To determine the effects of blockade of Th1 responses in peripheral Treg cell homeostasis, we analyzed Treg cell development in BDC-CD4Cre-Tgfbr2^f/f × Ifng^−/− mice. Although the frequency of Foxp3⁺ BDC T cells in the spleen and PLN of 3- to 4-wk-old BDC-CD4Cre-Tgfbr2^f/f × Ifng^−/− mice was the same as that of BDC-CD4Cre-Tgfbr2^f/f mice (Figs. 1C and 5 A and B), the absolute cell number of total lymhpocytes and Treg cells in the spleen of BDC-CD4Cre-Tgfbr2^f/f × Ifng^−/− mice was not reduced, but rather increased in the PLN compared with control mice (Fig. 5B).
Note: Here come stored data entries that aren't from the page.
//! Edge-split operators for triangle meshes.
//!
//! Splitting runs in two phases. A *simulation* (`split*_sim`) checks that
//! every triangle a split would produce passes the quality gate, without
//! touching the mesh. An *execution* (`split1`, `split2`, `split3`) then
//! rewrites the triangle in place and allocates its siblings, keeping
//! adjacency, edge tags and references consistent.
//!
//! Which edges of a triangle are split is given by its `flag`: bit `i` marks
//! edge `i`, the edge opposite vertex `i`, joining `v[NEXT[i]]` and
//! `v[PREV[i]]`.
//!
//! | flag      | operator | new elements |
//! |-----------|----------|--------------|
//! | 1, 2, 4   | `split1` | 1            |
//! | 3, 5, 6   | `split2` | 2            |
//! | 7         | `split3` | 3            |
//!
//! [`split1b`] splits a single edge together with the triangle across it,
//! with a point placed by [`split_point`].
//!
//! # Example
//!
//! ```
//! use tessel::prelude::*;
//! use tessel::algo::split::{split, split_sim};
//! use nalgebra::Point3;
//!
//! let vertices = vec![
//!     Point3::new(0.0, 0.0, 0.0),
//!     Point3::new(1.0, 0.0, 0.0),
//!     Point3::new(0.5, 0.9, 0.0),
//! ];
//! let mut mesh = build_from_triangles(&vertices, &[[0, 1, 2]]).unwrap();
//! let k = ElementId::new(1);
//!
//! // Mark edge 2, between the first two vertices, and insert its midpoint.
//! let m = mesh.add_point(Point::planar(0.5, 0.0)).unwrap();
//! mesh.element_mut(k).flag = 4;
//! let vx = [None, None, Some(m)];
//!
//! if split_sim(&mesh, k, &vx, &QualityGate::default()).unwrap() {
//!     split(&mut mesh, k, &vx, &mut NoMetric).unwrap();
//! }
//! assert_eq!(mesh.num_elements(), 2);
//! ```

mod exec;
mod pattern;
mod placement;
mod sim;

pub use exec::{split, split1, split1b, split2, split3};
pub use pattern::{EdgePoints, SplitPattern};
pub use placement::{dichotomy, split_point, DICHOTOMY_TRIALS};
pub(crate) use placement::curve_position;
pub use sim::{split1_sim, split2_sim, split3_sim, split_sim};
//! Refinement pass driven by element marks.
//!
//! An external marker sets bits in the `flag` of the triangles whose edges
//! should be split. [`split_marked`] makes the marks consistent across shared
//! edges, creates one point per marked edge, withdraws the marks of every
//! triangle whose split would be rejected by the quality gate, and executes
//! the remaining splits as one generation.
//!
//! Points on geometric edges go through the same search as
//! [`split_point`](crate::algo::split::split_point): the curve point is
//! pulled back towards the chord until both sides of the edge are
//! acceptable. An edge with no admissible position is withdrawn.

use indexmap::IndexMap;

use crate::algo::curve::CurveEvaluator;
use crate::algo::metric::MetricField;
use crate::algo::quality::{QualityGate, QualityOracle};
use crate::algo::split::{curve_position, split, split_sim, EdgePoints};
use crate::error::Result;
use crate::mesh::{EdgeKey, Element, ElementId, Point, PointId, TriMesh};

/// Counters of a refinement pass.
#[derive(Debug, Clone, Copy, Default, PartialEq, Eq)]
pub struct RefineStats {
    /// Edges marked after propagation across neighbours.
    pub marked_edges: usize,
    /// Marked edges withdrawn because a split through them was rejected.
    pub vetoed_edges: usize,
    /// Edges actually split.
    pub split_edges: usize,
    /// Triangles created.
    pub new_elements: usize,
}

/// Split every marked edge that can be split without producing a triangle
/// rejected by `gate`.
///
/// Points on geometric edges are placed on the curve given by `curve`,
/// pulled back towards the chord as far as `gate` requires; others sit at the
/// edge midpoint. Every triangle created or rewritten by the
/// pass gets the new generation marker, and every flag is cleared on return.
///
/// # Errors
/// [`MeshError::ArenaExhausted`](crate::error::MeshError::ArenaExhausted) if
/// an arena cannot grow. Points created by the pass are released if this
/// happens before any triangle is split.
pub fn split_marked<Q, C, M>(
    mesh: &mut TriMesh,
    gate: &QualityGate<Q>,
    curve: &C,
    metric: &mut M,
) -> Result<RefineStats>
where
    Q: QualityOracle,
    C: CurveEvaluator + ?Sized,
    M: MetricField + ?Sized,
{
    let mut stats = RefineStats::default();
    let ids: Vec<ElementId> = mesh.elements().ids().collect();

    propagate_marks(mesh, &ids);
    let owners = marked_edges(mesh, &ids);
    stats.marked_edges = owners.len();
    if owners.is_empty() {
        return Ok(stats);
    }

    let mut inserted = create_points(mesh, &owners, gate, curve)?;
    stats.vetoed_edges = owners.len() - inserted.len();

    // Each withdrawal removes at least one edge, so this terminates.
    loop {
        let mut vetoed = Vec::new();
        for &k in &ids {
            if mesh.element(k).flag == 0 {
                continue;
            }
            let vx = edge_points(mesh, k, &inserted);
            if !split_sim(mesh, k, &vx, gate)? {
                vetoed.push(k);
            }
        }
        if vetoed.is_empty() {
            break;
        }
        for k in vetoed {
            stats.vetoed_edges += withdraw(mesh, k, &mut inserted);
        }
    }

    let base = mesh.next_base();
    for &k in &ids {
        if mesh.element(k).flag == 0 {
            continue;
        }
        let vx = edge_points(mesh, k, &inserted);
        let created = split(mesh, k, &vx, metric)?;
        mesh.element_mut(k).base = base;
        for &id in &created {
            mesh.element_mut(id).base = base;
        }
        stats.new_elements += created.len();
    }
    stats.split_edges = inserted.len();
    debug_assert_eq!(mesh.hanging_edges(), 0);

    log::debug!(
        "refinement: {} marked edges, {} vetoed, {} split, {} new elements",
        stats.marked_edges,
        stats.vetoed_edges,
        stats.split_edges,
        stats.new_elements
    );
    Ok(stats)
}

/// Mark each edge on both of its sides.
fn propagate_marks(mesh: &mut TriMesh, ids: &[ElementId]) {
    for &k in ids {
        let flag = mesh.element(k).flag;
        for i in (0..3).filter(|i| flag & (1 << i) != 0) {
            if let Some(across) = mesh.neighbor(k, i) {
                mesh.element_mut(across.element).flag |= 1 << across.face;
            }
        }
    }
}

/// Marked edges with one triangle and local index holding each.
fn marked_edges(mesh: &TriMesh, ids: &[ElementId]) -> IndexMap<EdgeKey, (ElementId, usize)> {
    let mut owners = IndexMap::new();
    for &k in ids {
        let tri = mesh.element(k);
        for i in (0..3).filter(|i| tri.flag & (1 << i) != 0) {
            let [a, b] = tri.edge_points(i);
            owners.entry(EdgeKey::new(a, b)).or_insert((k, i));
        }
    }
    owners
}

/// One point per marked edge. Geometric edges without an admissible position
/// are unmarked on both sides and get no point.
fn create_points<Q, C>(
    mesh: &mut TriMesh,
    owners: &IndexMap<EdgeKey, (ElementId, usize)>,
    gate: &QualityGate<Q>,
    curve: &C,
) -> Result<IndexMap<EdgeKey, PointId>>
where
    Q: QualityOracle,
    C: CurveEvaluator + ?Sized,
{
    let mut inserted = IndexMap::with_capacity(owners.len());
    for (&key, &(k, i)) in owners {
        let tri = *mesh.element(k);
        let [a, b] = tri.edge_points(i);
        let tag = tri.edge_tags[i];

        let mut point = Point::new(nalgebra::center(mesh.position(a), mesh.position(b))).with_tag(tag);
        point.reference = tri.edge_refs[i];
        if tag.is_geometric() {
            let Some((position, normal)) = curve_position(mesh, k, i, gate, curve) else {
                unmark(mesh, k, i);
                continue;
            };
            point.position = position;
            point.normal = normal;
        }

        match mesh.add_point(point) {
            Ok(p) => {
                inserted.insert(key, p);
            }
            Err(err) => {
                for &p in inserted.values() {
                    mesh.remove_point(p);
                }
                return Err(err);
            }
        }
    }
    Ok(inserted)
}

fn edge_points(mesh: &TriMesh, k: ElementId, inserted: &IndexMap<EdgeKey, PointId>) -> EdgePoints {
    let tri = mesh.element(k);
    [0, 1, 2].map(|i| {
        if tri.flag & (1 << i) == 0 {
            return None;
        }
        let [a, b] = tri.edge_points(i);
        inserted.get(&EdgeKey::new(a, b)).copied()
    })
}

/// Clear the mark of edge `i` of `k` on both of its sides.
fn unmark(mesh: &mut TriMesh, k: ElementId, i: usize) {
    if let Some(across) = mesh.neighbor(k, i) {
        mesh.element_mut(across.element).flag &= !(1 << across.face);
    }
    mesh.element_mut(k).flag &= !(1 << i);
}

/// Unmark every edge of `k` on both sides and drop their points. Returns the
/// number of edges withdrawn.
fn withdraw(mesh: &mut TriMesh, k: ElementId, inserted: &mut IndexMap<EdgeKey, PointId>) -> usize {
    let tri = *mesh.element(k);
    let mut count = 0;
    for i in (0..3).filter(|i| tri.flag & (1 << i) != 0) {
        unmark(mesh, k, i);
        let [a, b] = tri.edge_points(i);
        if let Some(p) = inserted.shift_remove(&EdgeKey::new(a, b)) {
            mesh.remove_point(p);
            count += 1;
        }
    }
    count
}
Furthermore, the increased expression of T-bet and CXCR3 in splenic Treg cells of BDC-CD4Cre-Tgfbr2^f/f × Ifng^+/+ mice was corrected by the deficiency of IFN-γ, whereas the expression in Foxp3⁻CD44^hi cells was not affected (Fig. 5C), indicating that increased IFN-γ production caused by deficiency of TGFβRII is responsible for the reduced peripheral Treg cells and their acquisition of a Th1-like phenotype in BDC-CD4Cre-Tgfbr2^f/f mice.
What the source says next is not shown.